**Task goal:**
Write out exactly the lines of the entries below, from the first through the line containing "impl IntoResponse for", and nothing beyond them.

**The data:**
//! Error types for the caching layer
//!
//! Provides unified error handling using thiserror.

use axum::{
    http::StatusCode,
    response::{IntoResponse, Response},
    Json,
};
use serde_json::json;
use thiserror::Error;

// == Cache Error Enum ==
/// Unified error type for every cache policy and the HTTP front end.
#[derive(Error, Debug, Clone, PartialEq)]
pub enum CacheError {
    /// Key not found in cache
    #[error("Key not found: {0}")]
    NotFound(String),

    /// Invalid request data
    #[error("Invalid request: {0}")]
    InvalidRequest(String),

    /// Invalidation pattern failed to compile
    #[error("Invalid pattern: {0}")]
    InvalidPattern(String),

    /// The backing store rejected or failed an operation
    #[error("Backing store error: {0}")]
    Backend(String),

    /// A backing-store or peer call exceeded the operation timeout
    #[error("Operation timed out: {0}")]
    Timeout(String),

    /// The configured policy does not support this operation
    #[error("Unsupported operation: {0}")]
    Unsupported(String),
}

impl From<regex::Error> for CacheError {
    fn from(err: regex::Error) -> Self {
        CacheError::InvalidPattern(err.to_string())
    }
}

// == IntoResponse Implementation ==
impl IntoResponse for CacheError {
    fn into_response(self) -> Response {
        let status = match &self {
            CacheError::NotFound(_) => StatusCode::NOT_FOUND,
            CacheError::InvalidRequest(_) | CacheError::InvalidPattern(_) => {
                StatusCode::BAD_REQUEST
            }
            CacheError::Backend(_) => StatusCode::BAD_GATEWAY,
            CacheError::Timeout(_) => StatusCode::GATEWAY_TIMEOUT,
            CacheError::Unsupported(_) => StatusCode::NOT_IMPLEMENTED,
        };

        let body = Json(json!({
            "error": self.to_string()
        }));

        (status, body).into_response()
    }
}

// == Result Type Alias ==
/// Convenience Result type for the caching layer.
pub type Result<T> = std::result::Result<T, CacheError>;
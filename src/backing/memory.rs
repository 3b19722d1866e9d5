//! In-process backing store.
//!
//! Stands in for the document database behind the cache: the HTTP server
//! runs on it, and tests use its failure switch and call counters to observe
//! what each policy sends downstream.

use std::collections::HashMap;
use std::sync::atomic::{AtomicBool, AtomicUsize, Ordering};
use std::time::Duration;

use async_trait::async_trait;
use tokio::sync::RwLock;
use tracing::debug;

use super::BackingStore;
use crate::error::{CacheError, Result};

#[derive(Debug)]
pub struct MemoryBackingStore<V> {
    documents: RwLock<HashMap<String, V>>,
    /// Artificial latency applied to every call
    latency: Duration,
    fail_writes: AtomicBool,
    find_calls: AtomicUsize,
    upsert_calls: AtomicUsize,
    bulk_calls: AtomicUsize,
}

impl<V> Default for MemoryBackingStore<V>
where
    V: Clone + Send + Sync + 'static,
{
    fn default() -> Self {
        Self::new()
    }
}

impl<V> MemoryBackingStore<V>
where
    V: Clone + Send + Sync + 'static,
{
    pub fn new() -> Self {
        Self {
            documents: RwLock::new(HashMap::new()),
            latency: Duration::ZERO,
            fail_writes: AtomicBool::new(false),
            find_calls: AtomicUsize::new(0),
            upsert_calls: AtomicUsize::new(0),
            bulk_calls: AtomicUsize::new(0),
        }
    }

    /// Delays every call by `latency` to model a slow store.
    pub fn with_latency(mut self, latency: Duration) -> Self {
        self.latency = latency;
        self
    }

    /// Makes every subsequent write fail until switched back.
    pub fn set_fail_writes(&self, fail: bool) {
        self.fail_writes.store(fail, Ordering::SeqCst);
    }

    /// Writes a document directly, bypassing the counters.
    pub async fn seed(&self, key: impl Into<String>, value: V) {
        self.documents.write().await.insert(key.into(), value);
    }

    /// Reads a document directly, bypassing the counters.
    pub async fn document(&self, key: &str) -> Option<V> {
        self.documents.read().await.get(key).cloned()
    }

    pub async fn len(&self) -> usize {
        self.documents.read().await.len()
    }

    pub async fn is_empty(&self) -> bool {
        self.documents.read().await.is_empty()
    }

    pub fn find_calls(&self) -> usize {
        self.find_calls.load(Ordering::SeqCst)
    }

    pub fn upsert_calls(&self) -> usize {
        self.upsert_calls.load(Ordering::SeqCst)
    }

    pub fn bulk_calls(&self) -> usize {
        self.bulk_calls.load(Ordering::SeqCst)
    }

    async fn simulate_latency(&self) {
        if !self.latency.is_zero() {
            tokio::time::sleep(self.latency).await;
        }
    }

    fn check_writable(&self) -> Result<()> {
        if self.fail_writes.load(Ordering::SeqCst) {
            Err(CacheError::Backend("write rejected".to_string()))
        } else {
            Ok(())
        }
    }
}

#[async_trait]
impl<V> BackingStore<V> for MemoryBackingStore<V>
where
    V: Clone + Send + Sync + 'static,
{
    async fn find(&self, key: &str) -> Result<Option<V>> {
        self.find_calls.fetch_add(1, Ordering::SeqCst);
        self.simulate_latency().await;
        Ok(self.documents.read().await.get(key).cloned())
    }

    async fn upsert(&self, key: &str, value: &V) -> Result<()> {
        self.upsert_calls.fetch_add(1, Ordering::SeqCst);
        self.simulate_latency().await;
        self.check_writable()?;

        self.documents
            .write()
            .await
            .insert(key.to_string(), value.clone());
        debug!(key, "backing store upsert");
        Ok(())
    }

    async fn bulk_upsert(&self, items: Vec<(String, V)>) -> Result<()> {
        self.bulk_calls.fetch_add(1, Ordering::SeqCst);
        self.simulate_latency().await;
        self.check_writable()?;

        let count = items.len();
        let mut documents = self.documents.write().await;
        for (key, value) in items {
            documents.insert(key, value);
        }
        debug!(count, "backing store bulk upsert");
        Ok(())
    }
}

#[cfg(test)]
mod tests {
    use super::*;

    #[tokio::test]
    async fn test_find_and_upsert() {
        let store = MemoryBackingStore::<i32>::new();

        assert_eq!(store.find("a").await, Ok(None));
        store.upsert("a", &1).await.unwrap();
        assert_eq!(store.find("a").await, Ok(Some(1)));

        assert_eq!(store.find_calls(), 2);
        assert_eq!(store.upsert_calls(), 1);
    }

    #[tokio::test]
    async fn test_bulk_upsert_is_all_or_nothing() {
        let store = MemoryBackingStore::<i32>::new();

        store.set_fail_writes(true);
        let result = store
            .bulk_upsert(vec![("a".to_string(), 1), ("b".to_string(), 2)])
            .await;
        assert!(matches!(result, Err(CacheError::Backend(_))));
        assert!(store.is_empty().await);

        store.set_fail_writes(false);
        store
            .bulk_upsert(vec![("a".to_string(), 1), ("b".to_string(), 2)])
            .await
            .unwrap();
        assert_eq!(store.len().await, 2);
        assert_eq!(store.bulk_calls(), 2);
    }

    #[tokio::test]
    async fn test_seed_bypasses_counters() {
        let store = MemoryBackingStore::new();

        store.seed("k", "v".to_string()).await;
        assert_eq!(store.document("k").await.as_deref(), Some("v"));
        assert_eq!(store.upsert_calls(), 0);
        assert_eq!(store.find_calls(), 0);
    }
}
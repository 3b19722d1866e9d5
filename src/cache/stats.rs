//! Cache Statistics Module
//!
//! Tracks cache performance metrics including hits, misses, sets and evictions.

use serde::Serialize;

// == Cache Stats ==
/// Counter block kept by every store, plus a size and hit ratio snapshot.
#[derive(Debug, Clone, Default, PartialEq, Serialize)]
pub struct CacheStats {
    /// Number of successful cache retrievals
    pub hits: u64,
    /// Number of failed cache retrievals (key not found or expired)
    pub misses: u64,
    /// Number of writes accepted by the store
    pub sets: u64,
    /// Number of entries dropped by expiry or clear
    pub evictions: u64,
    /// Current number of entries in the cache
    pub size: usize,
    /// Hit ratio as a percentage
    pub hit_ratio: f64,
}

impl CacheStats {
    // == Constructor ==
    /// Creates a new CacheStats with all counters at zero.
    pub fn new() -> Self {
        Self::default()
    }

    // == Hit Ratio ==
    /// Calculates the hit ratio as a percentage.
    ///
    /// Returns hits / (hits + misses) * 100, or 0.0 if no reads have been made.
    pub fn compute_hit_ratio(&self) -> f64 {
        let total = self.hits + self.misses;
        if total == 0 {
            0.0
        } else {
            self.hits as f64 / total as f64 * 100.0
        }
    }

    pub fn record_hit(&mut self) {
        self.hits += 1;
    }

    pub fn record_miss(&mut self) {
        self.misses += 1;
    }

    pub fn record_set(&mut self) {
        self.sets += 1;
    }

    /// Adds `count` evictions at once.
    pub fn record_evictions(&mut self, count: usize) {
        self.evictions += count as u64;
    }

    // == Snapshot ==
    /// Returns a copy with `size` and `hit_ratio` filled in.
    pub fn snapshot(&self, size: usize) -> Self {
        Self {
            size,
            hit_ratio: self.compute_hit_ratio(),
            ..self.clone()
        }
    }
}
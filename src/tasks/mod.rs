//! Background Tasks Module
//!
//! Work the cache policies run outside the caller's request.
//!
//! # Tasks
//! - Write-behind flush: drains dirty keys into the backing store on an interval
//! - Peer propagation: delivers a replicated write to one peer after a delay

mod flush;
mod propagation;

pub use flush::FlushTask;
pub(crate) use flush::spawn_flush_task;
pub(crate) use propagation::{spawn_propagation, Propagation};
//! Dependency Cache
//!
//! Associates each entry with the keys it depends on, so invalidating a key
//! also drops the entries built from it.
//!
//! Invalidation reaches direct dependents only. It does not cascade further,
//! and it leaves the removed dependents' own graph entries in place, so stale
//! edges can outlive the entries they describe until those keys are
//! invalidated themselves.

use std::collections::HashMap;
use std::marker::PhantomData;
use std::time::Duration;

use regex::Regex;
use tracing::debug;

use crate::cache::{CacheStats, Store, TtlStore};
use crate::error::Result;

pub struct DependencyCache<V, S = TtlStore<V>> {
    store: S,
    /// key -> keys it depends on
    forward: HashMap<String, Vec<String>>,
    /// dependency -> keys that depend on it
    reverse: HashMap<String, Vec<String>>,
    _value: PhantomData<fn() -> V>,
}

impl<V> DependencyCache<V, TtlStore<V>>
where
    V: Clone + Send + Sync,
{
    pub fn new(ttl: Duration) -> Self {
        Self::with_store(TtlStore::new(ttl))
    }
}

impl<V, S> DependencyCache<V, S>
where
    V: Clone + Send + Sync,
    S: Store<V>,
{
    pub fn with_store(store: S) -> Self {
        Self {
            store,
            forward: HashMap::new(),
            reverse: HashMap::new(),
            _value: PhantomData,
        }
    }

    pub fn get(&mut self, key: &str) -> Option<V> {
        self.store.get(key)
    }

    // == Set ==
    /// Stores `value` and records that `key` depends on each of
    /// `dependencies`.
    ///
    /// A non-empty list replaces the key's recorded dependencies; an empty
    /// list leaves whatever was recorded before.
    pub fn set(&mut self, key: impl Into<String>, value: V, dependencies: &[String]) {
        let key = key.into();
        self.store.set(key.clone(), value);

        if dependencies.is_empty() {
            return;
        }

        for dependency in dependencies {
            let dependents = self.reverse.entry(dependency.clone()).or_default();
            if !dependents.contains(&key) {
                dependents.push(key.clone());
            }
        }
        self.forward.insert(key, dependencies.to_vec());
    }

    // == Invalidate ==
    /// Removes `key` and its direct dependents from the store.
    ///
    /// Returns how many entries were actually removed.
    pub fn invalidate(&mut self, key: &str) -> usize {
        let mut removed = usize::from(self.store.delete(key));

        if let Some(dependents) = self.reverse.get(key) {
            for dependent in dependents {
                if self.store.delete(dependent) {
                    removed += 1;
                }
            }
        }

        self.forward.remove(key);
        self.reverse.remove(key);

        debug!(key, removed, "invalidated");
        removed
    }

    // == Invalidate Pattern ==
    /// Invalidates every cached key matching the regular expression
    /// `pattern`.
    ///
    /// A pattern that does not compile is rejected before anything is
    /// touched. Returns how many entries were removed in total.
    pub fn invalidate_pattern(&mut self, pattern: &str) -> Result<usize> {
        let regex = Regex::new(pattern)?;

        let matches: Vec<String> = self
            .store
            .keys()
            .into_iter()
            .filter(|key| regex.is_match(key))
            .collect();

        let removed: usize = matches.iter().map(|key| self.invalidate(key)).sum();
        debug!(pattern, matched = matches.len(), removed, "pattern invalidated");
        Ok(removed)
    }

    /// Keys that `key` was recorded as depending on.
    pub fn dependencies_of(&self, key: &str) -> &[String] {
        self.forward.get(key).map(Vec::as_slice).unwrap_or_default()
    }

    /// Keys recorded as depending on `key`.
    pub fn dependents_of(&self, key: &str) -> &[String] {
        self.reverse.get(key).map(Vec::as_slice).unwrap_or_default()
    }

    /// Empties the store and forgets the whole dependency graph.
    pub fn clear(&mut self) -> usize {
        self.forward.clear();
        self.reverse.clear();
        self.store.clear()
    }

    pub fn len(&self) -> usize {
        self.store.len()
    }

    pub fn is_empty(&self) -> bool {
        self.store.is_empty()
    }

    pub fn stats(&self) -> CacheStats {
        self.store.stats()
    }

    pub fn hit_ratio(&self) -> f64 {
        self.store.hit_ratio()
    }
}
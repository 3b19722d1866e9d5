//! Backing Store Module
//!
//! The authoritative data source the cache policies sit in front of.
//!
//! Only three operations are needed: point reads, single upserts and batched
//! upserts. Upserts must be idempotent per key, since write-behind may
//! deliver the same key more than once after a failed batch.

mod memory;

use std::future::Future;
use std::time::Duration;

use async_trait::async_trait;

use crate::error::{CacheError, Result};

pub use memory::MemoryBackingStore;

// == Backing Store Trait ==
#[async_trait]
pub trait BackingStore<V>: Send + Sync {
    /// Reads the authoritative value for `key`.
    async fn find(&self, key: &str) -> Result<Option<V>>;

    /// Inserts or replaces the value for `key`.
    async fn upsert(&self, key: &str, value: &V) -> Result<()>;

    /// Writes a whole batch. Success or failure applies to the batch as a
    /// whole: a failed call must leave none of it half-applied from the
    /// caller's point of view, since every key is retried.
    async fn bulk_upsert(&self, items: Vec<(String, V)>) -> Result<()>;
}

// == Timeout Helper ==
/// Bounds a backing-store or peer call with `limit`.
pub(crate) async fn with_timeout<T, F>(limit: Duration, operation: &str, fut: F) -> Result<T>
where
    F: Future<Output = Result<T>>,
{
    match tokio::time::timeout(limit, fut).await {
        Ok(result) => result,
        Err(_) => Err(CacheError::Timeout(format!(
            "{} exceeded {}ms",
            operation,
            limit.as_millis()
        ))),
    }
}
//! Cache Module
//!
//! Base TTL store shared by every cache policy.

mod entry;
mod stats;
mod store;


// Re-export public types
pub use entry::CacheEntry;
pub use stats::CacheStats;
pub use store::{Store, TtlStore};

// == Public Constants ==
/// Maximum allowed key length in bytes
pub const MAX_KEY_LENGTH: usize = 256;
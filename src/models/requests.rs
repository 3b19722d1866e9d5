//! Request DTOs for the cache server API
//!
//! Defines the structure of incoming HTTP request bodies and query strings.

use serde::Deserialize;
use serde_json::Value;

use crate::cache::MAX_KEY_LENGTH;

/// Request body for the SET operation (PUT /set)
///
/// # Fields
/// - `key`: The cache key to store the value under
/// - `value`: The document to store
/// - `dependencies`: Keys this entry depends on (dependency policy only)
#[derive(Debug, Clone, Deserialize)]
pub struct SetRequest {
    /// The cache key
    pub key: String,
    /// The value to store
    pub value: Value,
    /// Keys whose invalidation also invalidates this entry
    #[serde(default)]
    pub dependencies: Vec<String>,
}

impl SetRequest {
    /// Validates the request data
    ///
    /// Returns an error message if validation fails, None if valid.
    pub fn validate(&self) -> Option<String> {
        if self.key.is_empty() {
            return Some("Key cannot be empty".to_string());
        }
        if self.key.len() > MAX_KEY_LENGTH {
            return Some(format!(
                "Key exceeds maximum length of {} bytes",
                MAX_KEY_LENGTH
            ));
        }
        if self.dependencies.iter().any(String::is_empty) {
            return Some("Dependency keys cannot be empty".to_string());
        }
        None
    }
}

/// Query string for DELETE /invalidate
#[derive(Debug, Clone, Deserialize)]
pub struct InvalidateQuery {
    /// Regular expression matched against cached keys
    pub pattern: String,
}
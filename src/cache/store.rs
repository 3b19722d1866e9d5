//! Cache Store Module
//!
//! The shared store interface every policy wraps, and the TTL store that
//! implements it.

use std::collections::HashMap;
use std::time::Duration;

use tracing::debug;

use crate::cache::{CacheEntry, CacheStats};

// == Store Trait ==
/// Key/value store interface the cache policies are composed over.
///
/// `get` is the only operation that records hits and misses; `peek` and
/// `delete` leave the counters alone.
pub trait Store<V>: Send + Sync {
    /// Reads a live value, recording a hit or a miss.
    fn get(&mut self, key: &str) -> Option<V>;

    /// Reads the stored value without touching counters or expiry.
    fn peek(&self, key: &str) -> Option<V>;

    /// Inserts or refreshes an entry.
    fn set(&mut self, key: String, value: V);

    /// Removes an entry, returning whether it was present.
    fn delete(&mut self, key: &str) -> bool;

    fn len(&self) -> usize;

    fn is_empty(&self) -> bool {
        self.len() == 0
    }

    /// Currently stored keys, in no particular order.
    fn keys(&self) -> Vec<String>;

    /// Removes every entry and returns how many were dropped.
    fn clear(&mut self) -> usize;

    /// Counter snapshot including size and hit ratio.
    fn stats(&self) -> CacheStats;

    fn hit_ratio(&self) -> f64 {
        self.stats().hit_ratio
    }
}

// == TTL Store ==
/// In-memory store with a fixed TTL and lazy expiry.
///
/// Expired entries are only detected and removed when they are next read
/// through [`Store::get`]; there is no background sweep.
#[derive(Debug)]
pub struct TtlStore<V> {
    /// Key-value storage
    entries: HashMap<String, CacheEntry<V>>,
    /// Performance statistics
    stats: CacheStats,
    /// Lifetime of every entry
    ttl: Duration,
}

impl<V> TtlStore<V> {
    // == Constructor ==
    /// Creates an empty store whose entries live for `ttl`.
    pub fn new(ttl: Duration) -> Self {
        Self {
            entries: HashMap::new(),
            stats: CacheStats::new(),
            ttl,
        }
    }

    pub fn ttl(&self) -> Duration {
        self.ttl
    }
}

impl<V> Store<V> for TtlStore<V>
where
    V: Clone + Send + Sync,
{
    // == Get ==
    fn get(&mut self, key: &str) -> Option<V> {
        let expired = match self.entries.get(key) {
            Some(entry) => entry.is_expired(self.ttl),
            None => {
                self.stats.record_miss();
                return None;
            }
        };

        if expired {
            self.entries.remove(key);
            self.stats.record_miss();
            self.stats.record_evictions(1);
            debug!(key, "evicted expired entry on read");
            return None;
        }

        self.stats.record_hit();
        self.entries.get(key).map(|entry| entry.value.clone())
    }

    fn peek(&self, key: &str) -> Option<V> {
        self.entries.get(key).map(|entry| entry.value.clone())
    }

    // == Set ==
    fn set(&mut self, key: String, value: V) {
        self.entries.insert(key, CacheEntry::new(value));
        self.stats.record_set();
    }

    // == Delete ==
    fn delete(&mut self, key: &str) -> bool {
        self.entries.remove(key).is_some()
    }

    fn len(&self) -> usize {
        self.entries.len()
    }

    fn keys(&self) -> Vec<String> {
        self.entries.keys().cloned().collect()
    }

    // == Clear ==
    fn clear(&mut self) -> usize {
        // Counted before the map is emptied
        let removed = self.entries.len();
        self.entries.clear();
        self.stats.record_evictions(removed);
        removed
    }

    // == Stats ==
    fn stats(&self) -> CacheStats {
        self.stats.snapshot(self.entries.len())
    }
}
//! Write-Behind Cache
//!
//! Writes land in the local store and are marked dirty; a background task
//! owned by the cache drains the dirty set every `flush_interval` and sends
//! one batched upsert to the backing store.
//!
//! # Durability window
//!
//! A dirty key whose entry is gone by the time the flush runs (evicted on an
//! expired read, or cleared) is dropped from the batch and its write is lost.
//! Keep `flush_interval` shorter than the TTL to make this unlikely; it can
//! never be ruled out.

use std::collections::HashSet;
use std::sync::atomic::{AtomicBool, Ordering};
use std::sync::Arc;
use std::time::Duration;

use tokio::sync::{Mutex, RwLock};
use tokio_util::sync::CancellationToken;
use tracing::{debug, info, warn};

use super::DEFAULT_OPERATION_TIMEOUT;
use crate::backing::{with_timeout, BackingStore};
use crate::cache::{CacheStats, Store, TtlStore};
use crate::error::Result;
use crate::tasks::{spawn_flush_task, FlushTask};

/// State shared between the cache handle and its flush task.
pub(crate) struct WriteBehindShared<V, S> {
    store: RwLock<S>,
    dirty: Mutex<HashSet<String>>,
    /// Held for the whole of a flush so flushes never overlap
    flush_guard: Mutex<()>,
    backing: Arc<dyn BackingStore<V>>,
    timeout: Duration,
    destroyed: AtomicBool,
}

impl<V, S> WriteBehindShared<V, S>
where
    V: Clone + Send + Sync + 'static,
    S: Store<V>,
{
    // == Flush ==
    /// Drains the dirty set and writes the current values in one batch.
    ///
    /// Returns the number of entries written. On failure every key of the
    /// batch goes back into the dirty set for the next cycle.
    pub(crate) async fn flush(&self) -> Result<usize> {
        let _flushing = self.flush_guard.lock().await;
        if self.destroyed.load(Ordering::SeqCst) {
            return Ok(0);
        }

        let drained: Vec<String> = self.dirty.lock().await.drain().collect();
        if drained.is_empty() {
            return Ok(0);
        }

        let batch: Vec<(String, V)> = {
            let store = self.store.read().await;
            drained
                .iter()
                .filter_map(|key| store.peek(key).map(|value| (key.clone(), value)))
                .collect()
        };

        let lost = drained.len() - batch.len();
        if lost > 0 {
            warn!(lost, "dirty entries removed before flush; their writes are dropped");
        }
        if batch.is_empty() {
            return Ok(0);
        }

        let keys: Vec<String> = batch.iter().map(|(key, _)| key.clone()).collect();
        let count = keys.len();

        match with_timeout(self.timeout, "bulk_upsert", self.backing.bulk_upsert(batch)).await {
            Ok(()) => {
                debug!(count, "write-behind batch flushed");
                Ok(count)
            }
            Err(err) => {
                self.dirty.lock().await.extend(keys);
                warn!(count, error = %err, "write-behind flush failed; keys marked dirty again");
                Err(err)
            }
        }
    }
}

pub struct WriteBehindCache<V, S = TtlStore<V>> {
    shared: Arc<WriteBehindShared<V, S>>,
    task: Mutex<Option<FlushTask>>,
}

impl<V> WriteBehindCache<V, TtlStore<V>>
where
    V: Clone + Send + Sync + 'static,
{
    /// Creates a write-behind cache over a fresh TTL store and starts its
    /// flush task. Must be called from within a tokio runtime.
    pub fn new(backing: Arc<dyn BackingStore<V>>, ttl: Duration, flush_interval: Duration) -> Self {
        if flush_interval >= ttl {
            warn!(
                flush_interval_ms = flush_interval.as_millis() as u64,
                ttl_ms = ttl.as_millis() as u64,
                "flush interval is not shorter than the TTL; dirty writes are likely to be lost"
            );
        }
        Self::with_store(
            TtlStore::new(ttl),
            backing,
            flush_interval,
            DEFAULT_OPERATION_TIMEOUT,
        )
    }
}

impl<V, S> WriteBehindCache<V, S>
where
    V: Clone + Send + Sync + 'static,
    S: Store<V> + 'static,
{
    /// Creates a write-behind cache over `store` and starts its flush task.
    ///
    /// `timeout` bounds every backing-store call, including the batched
    /// upsert.
    pub fn with_store(
        store: S,
        backing: Arc<dyn BackingStore<V>>,
        flush_interval: Duration,
        timeout: Duration,
    ) -> Self {
        let shared = Arc::new(WriteBehindShared {
            store: RwLock::new(store),
            dirty: Mutex::new(HashSet::new()),
            flush_guard: Mutex::new(()),
            backing,
            timeout,
            destroyed: AtomicBool::new(false),
        });

        let shutdown = CancellationToken::new();
        let handle = spawn_flush_task(shared.clone(), flush_interval, shutdown.clone());

        Self {
            shared,
            task: Mutex::new(Some(FlushTask::new(shutdown, handle))),
        }
    }

    // == Get ==
    /// Reads from the local store, reading through to the backing store on a
    /// miss. Values read through are cached but not marked dirty.
    ///
    /// A `set` that lands while the backing read is in flight wins: the read
    /// returns the newer local value and caches nothing.
    pub async fn get(&self, key: &str) -> Result<Option<V>> {
        let cached = self.shared.store.write().await.get(key);
        if cached.is_some() {
            return Ok(cached);
        }

        let found = with_timeout(self.shared.timeout, "find", self.shared.backing.find(key)).await?;
        let Some(value) = found else {
            return Ok(None);
        };

        let mut store = self.shared.store.write().await;
        if let Some(current) = store.peek(key) {
            return Ok(Some(current));
        }
        if self.shared.dirty.lock().await.contains(key) {
            // Dropped locally before its flush; serve the backing copy uncached
            return Ok(Some(value));
        }
        store.set(key.to_string(), value.clone());
        Ok(Some(value))
    }

    // == Set ==
    /// Updates the local store and marks the key dirty. Never waits on the
    /// backing store.
    pub async fn set(&self, key: impl Into<String>, value: V) {
        let key = key.into();
        self.shared.store.write().await.set(key.clone(), value);
        self.shared.dirty.lock().await.insert(key);
    }

    /// Runs a flush now, serialized with the periodic one.
    ///
    /// After [`destroy`](Self::destroy) this is a no-op.
    pub async fn flush(&self) -> Result<usize> {
        self.shared.flush().await
    }

    /// Number of keys waiting for the next flush.
    pub async fn pending(&self) -> usize {
        self.shared.dirty.lock().await.len()
    }

    /// Drops the local entry. A pending dirty write for it is lost.
    pub async fn delete(&self, key: &str) -> bool {
        self.shared.store.write().await.delete(key)
    }

    /// Empties the local store. Pending dirty writes are lost.
    pub async fn clear(&self) -> usize {
        self.shared.store.write().await.clear()
    }

    pub async fn stats(&self) -> CacheStats {
        self.shared.store.read().await.stats()
    }

    pub async fn hit_ratio(&self) -> f64 {
        self.shared.store.read().await.hit_ratio()
    }

    pub async fn is_running(&self) -> bool {
        self.task
            .lock()
            .await
            .as_ref()
            .is_some_and(|task| !task.is_finished())
    }

    // == Destroy ==
    /// Stops the flush task and waits for it to exit.
    ///
    /// Once this returns no flush runs again, periodic or manual. Pending
    /// dirty keys are not flushed; call [`flush`](Self::flush) first when
    /// they matter. Dropping the cache also stops the task.
    pub async fn destroy(&self) {
        let task = self.task.lock().await.take();
        if let Some(task) = task {
            task.stop().await;
        }
        // Waits out a manual flush still in progress
        let _flushing = self.shared.flush_guard.lock().await;
        self.shared.destroyed.store(true, Ordering::SeqCst);
        info!("write-behind cache destroyed");
    }
}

**Answer section:**
//! Error types for the caching layer
//!
//! Provides unified error handling using thiserror.

use axum::{
    http::StatusCode,
    response::{IntoResponse, Response},
    Json,
};
use serde_json::json;
use thiserror::Error;

// == Cache Error Enum ==
/// Unified error type for every cache policy and the HTTP front end.
#[derive(Error, Debug, Clone, PartialEq)]
pub enum CacheError {
    /// Key not found in cache
    #[error("Key not found: {0}")]
    NotFound(String),

    /// Invalid request data
    #[error("Invalid request: {0}")]
    InvalidRequest(String),

    /// Invalidation pattern failed to compile
    #[error("Invalid pattern: {0}")]
    InvalidPattern(String),

    /// The backing store rejected or failed an operation
    #[error("Backing store error: {0}")]
    Backend(String),

    /// A backing-store or peer call exceeded the operation timeout
    #[error("Operation timed out: {0}")]
    Timeout(String),

    /// The configured policy does not support this operation
    #[error("Unsupported operation: {0}")]
    Unsupported(String),
}

impl From<regex::Error> for CacheError {
    fn from(err: regex::Error) -> Self {
        CacheError::InvalidPattern(err.to_string())
    }
}

// == IntoResponse Implementation ==
impl IntoResponse for CacheError {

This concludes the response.